Further work is needed to probe the basis of these activation reductions, whether they are driven by changes in vasculature or insulin receptor activity associated with metabolic changes induced by weight-loss following bariatric surgery. Association with insulin activity is suggested by hypothalamic activation reduction following glucose ingestion in humans[31], which is attenuated in obese rats[32]. Our small sample sizes preclude examination of correlation of activation changes with insulin parameter changes, but could be examined in future work as a first step to hypothesis generation about the metabolic basis of activation change in obesity. Activation in MTL during memory encoding and recognition memory was not sensitive to surgery. Perhaps neural plasticity in this region takes longer, beyond the 3–4 month post-surgery interval. Alternately, our fMRI encoding probe may not have been optimal in detecting changes and future studies should examine memory retrieval after longer delays.

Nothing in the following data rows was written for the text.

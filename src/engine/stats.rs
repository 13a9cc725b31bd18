/*!
 * Lock-Free Engine Statistics
 * Atomic counters for zero-contention tracking of scheduling activity
 */

use crate::core::serde::{is_false, is_zero_u64};
use crate::core::types::{Endpoint, QueueLevel};
use serde::{Deserialize, Serialize};
use std::sync::atomic::{AtomicU64, Ordering};
use std::time::Duration;

/// Atomic engine statistics for lock-free updates
///
/// # Performance
/// - Cache-line aligned to prevent false sharing
/// - All operations use relaxed ordering
/// - Read-only snapshot requires no synchronization
#[repr(C, align(64))]
#[derive(Debug, Default)]
pub struct AtomicEngineStats {
    admissions: AtomicU64,
    removals: AtomicU64,
    nice_changes: AtomicU64,
    quantum_events: AtomicU64,
    demotions: AtomicU64,
    lotteries: AtomicU64,
    empty_draws: AtomicU64,
    wins: AtomicU64,
    ticket_boosts: AtomicU64,
    balance_sweeps: AtomicU64,
    promotions: AtomicU64,
}

impl AtomicEngineStats {
    pub fn new() -> Self {
        Self::default()
    }

    /// Increment admissions (lock-free)
    #[inline(always)]
    pub fn inc_admissions(&self) {
        self.admissions.fetch_add(1, Ordering::Relaxed);
    }

    /// Increment removals (lock-free)
    #[inline(always)]
    pub fn inc_removals(&self) {
        self.removals.fetch_add(1, Ordering::Relaxed);
    }

    /// Increment niceness changes (lock-free)
    #[inline(always)]
    pub fn inc_nice_changes(&self) {
        self.nice_changes.fetch_add(1, Ordering::Relaxed);
    }

    /// Increment quantum-exhaustion events (lock-free)
    ///
    /// # Performance
    /// Hot path - called on every out-of-quantum notification
    #[inline(always)]
    pub fn inc_quantum_events(&self) {
        self.quantum_events.fetch_add(1, Ordering::Relaxed);
    }

    /// Increment round-robin demotions (lock-free)
    #[inline(always)]
    pub fn inc_demotions(&self) {
        self.demotions.fetch_add(1, Ordering::Relaxed);
    }

    /// Increment lotteries held (lock-free)
    ///
    /// # Performance
    /// Hot path - called on every draw, including empty ones
    #[inline(always)]
    pub fn inc_lotteries(&self) {
        self.lotteries.fetch_add(1, Ordering::Relaxed);
    }

    /// Increment draws that found no eligible tickets (lock-free)
    #[inline(always)]
    pub fn inc_empty_draws(&self) {
        self.empty_draws.fetch_add(1, Ordering::Relaxed);
    }

    /// Increment lottery wins (lock-free)
    #[inline(always)]
    pub fn inc_wins(&self) {
        self.wins.fetch_add(1, Ordering::Relaxed);
    }

    /// Add tickets granted by blocked-winner boosts (lock-free)
    #[inline(always)]
    pub fn add_ticket_boosts(&self, count: u64) {
        self.ticket_boosts.fetch_add(count, Ordering::Relaxed);
    }

    /// Increment rebalance sweeps (lock-free)
    #[inline(always)]
    pub fn inc_balance_sweeps(&self) {
        self.balance_sweeps.fetch_add(1, Ordering::Relaxed);
    }

    /// Add promotions performed by a rebalance sweep (lock-free)
    #[inline(always)]
    pub fn add_promotions(&self, count: u64) {
        self.promotions.fetch_add(count, Ordering::Relaxed);
    }

    /// Get snapshot of current stats
    ///
    /// # Note
    /// Counter values may not be mutually consistent under concurrent
    /// updates, but each individual value is accurate. This is acceptable
    /// for monitoring.
    #[inline]
    pub fn snapshot(&self) -> EngineStats {
        EngineStats {
            admissions: self.admissions.load(Ordering::Relaxed),
            removals: self.removals.load(Ordering::Relaxed),
            nice_changes: self.nice_changes.load(Ordering::Relaxed),
            quantum_events: self.quantum_events.load(Ordering::Relaxed),
            demotions: self.demotions.load(Ordering::Relaxed),
            lotteries: self.lotteries.load(Ordering::Relaxed),
            empty_draws: self.empty_draws.load(Ordering::Relaxed),
            wins: self.wins.load(Ordering::Relaxed),
            ticket_boosts: self.ticket_boosts.load(Ordering::Relaxed),
            balance_sweeps: self.balance_sweeps.load(Ordering::Relaxed),
            promotions: self.promotions.load(Ordering::Relaxed),
        }
    }
}

/// Engine statistics snapshot
#[derive(Debug, Clone, Serialize, Deserialize)]
#[serde(rename_all = "snake_case")]
pub struct EngineStats {
    #[serde(default, skip_serializing_if = "is_zero_u64")]
    pub admissions: u64,
    #[serde(default, skip_serializing_if = "is_zero_u64")]
    pub removals: u64,
    #[serde(default, skip_serializing_if = "is_zero_u64")]
    pub nice_changes: u64,
    #[serde(default, skip_serializing_if = "is_zero_u64")]
    pub quantum_events: u64,
    #[serde(default, skip_serializing_if = "is_zero_u64")]
    pub demotions: u64,
    #[serde(default, skip_serializing_if = "is_zero_u64")]
    pub lotteries: u64,
    #[serde(default, skip_serializing_if = "is_zero_u64")]
    pub empty_draws: u64,
    #[serde(default, skip_serializing_if = "is_zero_u64")]
    pub wins: u64,
    #[serde(default, skip_serializing_if = "is_zero_u64")]
    pub ticket_boosts: u64,
    #[serde(default, skip_serializing_if = "is_zero_u64")]
    pub balance_sweeps: u64,
    #[serde(default, skip_serializing_if = "is_zero_u64")]
    pub promotions: u64,
}

/// Scheduling view of one endpoint
#[derive(Debug, Clone, PartialEq, Eq, Serialize, Deserialize)]
#[serde(rename_all = "snake_case")]
pub struct ProcStats {
    pub endpoint: Endpoint,
    pub priority: QueueLevel,
    pub max_priority: QueueLevel,
    pub time_slice_micros: u64,
    pub tickets: u32,
    #[serde(default, skip_serializing_if = "is_false")]
    pub is_user: bool,
    #[serde(default, skip_serializing_if = "is_false")]
    pub is_winner: bool,
}

impl ProcStats {
    pub fn time_slice(&self) -> Duration {
        Duration::from_micros(self.time_slice_micros)
    }
}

Executive and reward-related functioning is central to behaviors such as food and activity choices, which promote and maintain obesity[7]. Our fMRI probes did not use food related stimuli and thus, the extent to which the observed neurocognitive changes may impact food-related decisions remains to be tested. Upon replication, these results point to the potential of surgical intervention for altering domain-general regulatory and motivational processes. Whether those changes support improvement in adaptive function and psychosocial health remains to be investigated in future work.